Prediction and confirmation of NEAT1/miR‐193a‐3p's binding. A, Quantitative RT‐PCR analysis of the expression levels (NEAT1 lncRNA vs GAPDH mRNA) of NEAT1 in the 12 pairs of colorectal cancer (CRC) and normal adjacent tissues (NAT). B‐F, Cell functional assays performed after the transfection of SW480 cells with equal doses of NEAT1 siRNA (si‐NEAT1) or scrambled negative control RNA (si‐control). B, Proliferation. C, Migration.
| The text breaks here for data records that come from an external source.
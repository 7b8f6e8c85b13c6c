//! In-memory directory of known drivers and passengers.

use std::collections::HashSet;
use std::sync::Arc;
use std::sync::atomic::{AtomicBool, AtomicU32, AtomicUsize, Ordering};

use async_trait::async_trait;
use common::{DriverId, PassengerId};

use crate::{EntityVerifier, Verification};

#[derive(Debug, Default)]
struct Flags {
    unavailable: AtomicBool,
    fail_next: AtomicU32,
    calls: AtomicUsize,
}

/// Verifier backed by fixed id sets, for testing and single-process runs.
///
/// Supports simulated outages: either permanent until reset, or for the
/// next N lookups.
#[derive(Debug, Clone, Default)]
pub struct InMemoryDirectory {
    drivers: Arc<HashSet<DriverId>>,
    passengers: Arc<HashSet<PassengerId>>,
    flags: Arc<Flags>,
}

impl InMemoryDirectory {
    /// Creates an empty directory; every lookup answers `NotFound`.
    pub fn new() -> Self {
        Self::default()
    }

    /// Adds known drivers.
    pub fn with_drivers(mut self, ids: impl IntoIterator<Item = i64>) -> Self {
        let mut drivers = (*self.drivers).clone();
        drivers.extend(ids.into_iter().map(DriverId::new));
        self.drivers = Arc::new(drivers);
        self
    }

    /// Adds known passengers.
    pub fn with_passengers(mut self, ids: impl IntoIterator<Item = i64>) -> Self {
        let mut passengers = (*self.passengers).clone();
        passengers.extend(ids.into_iter().map(PassengerId::new));
        self.passengers = Arc::new(passengers);
        self
    }

    /// Makes every lookup report `Unavailable` until reset.
    pub fn set_unavailable(&self, unavailable: bool) {
        self.flags.unavailable.store(unavailable, Ordering::SeqCst);
    }

    /// Makes the next `count` lookups report `Unavailable`.
    pub fn fail_next(&self, count: u32) {
        self.flags.fail_next.store(count, Ordering::SeqCst);
    }

    /// Returns the number of lookups answered so far.
    pub fn call_count(&self) -> usize {
        self.flags.calls.load(Ordering::SeqCst)
    }

    fn answer(&self, known: bool) -> Verification {
        self.flags.calls.fetch_add(1, Ordering::SeqCst);

        if self.flags.unavailable.load(Ordering::SeqCst) {
            return Verification::Unavailable("simulated outage".to_string());
        }
        let consumed = self
            .flags
            .fail_next
            .fetch_update(Ordering::SeqCst, Ordering::SeqCst, |n| n.checked_sub(1));
        if consumed.is_ok() {
            return Verification::Unavailable("simulated transient failure".to_string());
        }

        if known {
            Verification::Found
        } else {
            Verification::NotFound
        }
    }
}

#[async_trait]
impl EntityVerifier for InMemoryDirectory {
    async fn verify_driver(&self, id: DriverId) -> Verification {
        self.answer(self.drivers.contains(&id))
    }

    async fn verify_passenger(&self, id: PassengerId) -> Verification {
        self.answer(self.passengers.contains(&id))
    }
}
D, The number of migrated cells was quantified. E, Apoptosis. F, The percentage of apoptosis cells was quantified. G, Predicted miR‐193a‐3p of seed sequences targeting NEAT1 by LncBase v2. H, Quantitative RT‐PCR analysis of the expression levels (miR‐193a‐3p vs U6) of miR‐193a‐3p in the aforementioned CRC and NAT samples. I, Pearson's correlation scatter plot of the fold change of NEAT1 and miR‐193a‐3p in CRC samples. J, Recognition of the NEAT1 seed sequences by miR‐193a‐3p. Firefly luciferase reporters containing either wild‐type (WT) or mutant (MUT) miR‐193a‐3p binding sites in NEAT1 were co‐transfected into 293T cells with equal doses of miR‐193a‐3p mimics, inhibitors, or scrambled negative control RNAs. Forty‐eight hours post‐transfection, the cells were assayed using a luciferase assay kit. The results are presented as the mean ± SD of three independent experiments. (**P < 0.01; ***P < 0.001).